1000 Genomes data (genome wide) were pruned based on linkage disequilibrium. Variant pruning was done using PLINK 1.9 [26, 27] with ‘command LD “--indep-pairwise 200 10 0.07”’. After pruning 354,443 SNPs were retained. These SNPs were further passed to HAPGEN2 [17] to simulate 10,000 individuals from each population. The dataset for analysis was 10,000 individuals, 354,443 SNPs for each of five population groups.

Complex trait simulation

We generate a random complex trait by selecting N causal SNPs at random, and simulating effects from our model following [18]: $\beta _i\sim N( {0,\sigma _\beta ^2[ \,{f_i(1 - f_i)} ]^S} ).$ We set $\sigma _\beta ^2 = 1$ without loss of generality, and f_i are taken as the African SNP frequencies.

Individual level data are required for running GCTB, and for the computation of heritability and genetic variance under genetic drift.
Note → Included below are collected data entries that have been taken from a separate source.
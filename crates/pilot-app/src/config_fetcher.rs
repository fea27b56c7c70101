//! Ad policy retrieval
//!
//! The policy is held in memory only and refetched on every transition to
//! the foreground. A failed fetch keeps the last policy that was fetched; if
//! there is none, the disabled default applies and no ads are served.

use parking_lot::RwLock;
use pilot_core::effects::BackendEffects;
use pilot_core::{AdPolicy, Platform};
use std::sync::Arc;
use tracing::{debug, warn};

/// Fetches and holds the current [`AdPolicy`]
pub struct ConfigFetcher {
    backend: Arc<dyn BackendEffects>,
    platform: Platform,
    current: RwLock<Option<AdPolicy>>,
}

impl ConfigFetcher {
    /// Fetcher for `platform`
    pub fn new(backend: Arc<dyn BackendEffects>, platform: Platform) -> Self {
        Self {
            backend,
            platform,
            current: RwLock::new(None),
        }
    }

    /// Fetch the policy and make it current.
    ///
    /// Never fails: on error the previous policy (or the default) is returned.
    pub async fn refresh(&self, bearer: Option<&str>) -> AdPolicy {
        match self.backend.fetch_ad_policy(bearer, self.platform).await {
            Ok(policy) => {
                debug!(
                    enabled = policy.is_enabled,
                    test_mode = policy.test_mode,
                    "ad policy fetched"
                );
                *self.current.write() = Some(policy.clone());
                policy
            }
            Err(err) => {
                warn!(error = %err, "ad policy fetch failed, keeping previous policy");
                self.current()
            }
        }
    }

    /// Current policy, or the disabled default before the first fetch
    pub fn current(&self) -> AdPolicy {
        self.current.read().clone().unwrap_or_default()
    }

    /// A policy has been fetched successfully at least once
    pub fn has_policy(&self) -> bool {
        self.current.read().is_some()
    }

    /// Platform sent with each fetch
    pub fn platform(&self) -> Platform {
        self.platform
    }
}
Then the genetic variation $V_g = \mathop {\sum}\nolimits_{i = 1}^N {\beta _{i}} \,{f_{i}}( {1 - {f_{i}}} ) $, and we fix narrow sense heritability[28] $h^2 = \frac{{V_g}}{{V_g + V_e}} = 0.5$ in the evolved population to set the environmental variation $V_e = V_g(evolved).$ we use N = 1000 and the phenotype of an individual k is sampled from their (binary) genome $x_{ki}\sim Bern(f_i)$ as the sum of genetic plus environmental contributions $y_k = \mathop {\sum}\nolimits_{i = 1}^N {\beta _ix_{ki} + N(0,V_e)} $. All 354,443 SNPs were passed to GCTB, but only the N causal SNPs were considered by our algorithm. For Fig. 4 in which no individual data is generated, N = 4000.

Bayesian model for genetic architecture with drift

We created a novel MCMC algorithm in Stan [29] (mc-stan.org) using the Rstan interface.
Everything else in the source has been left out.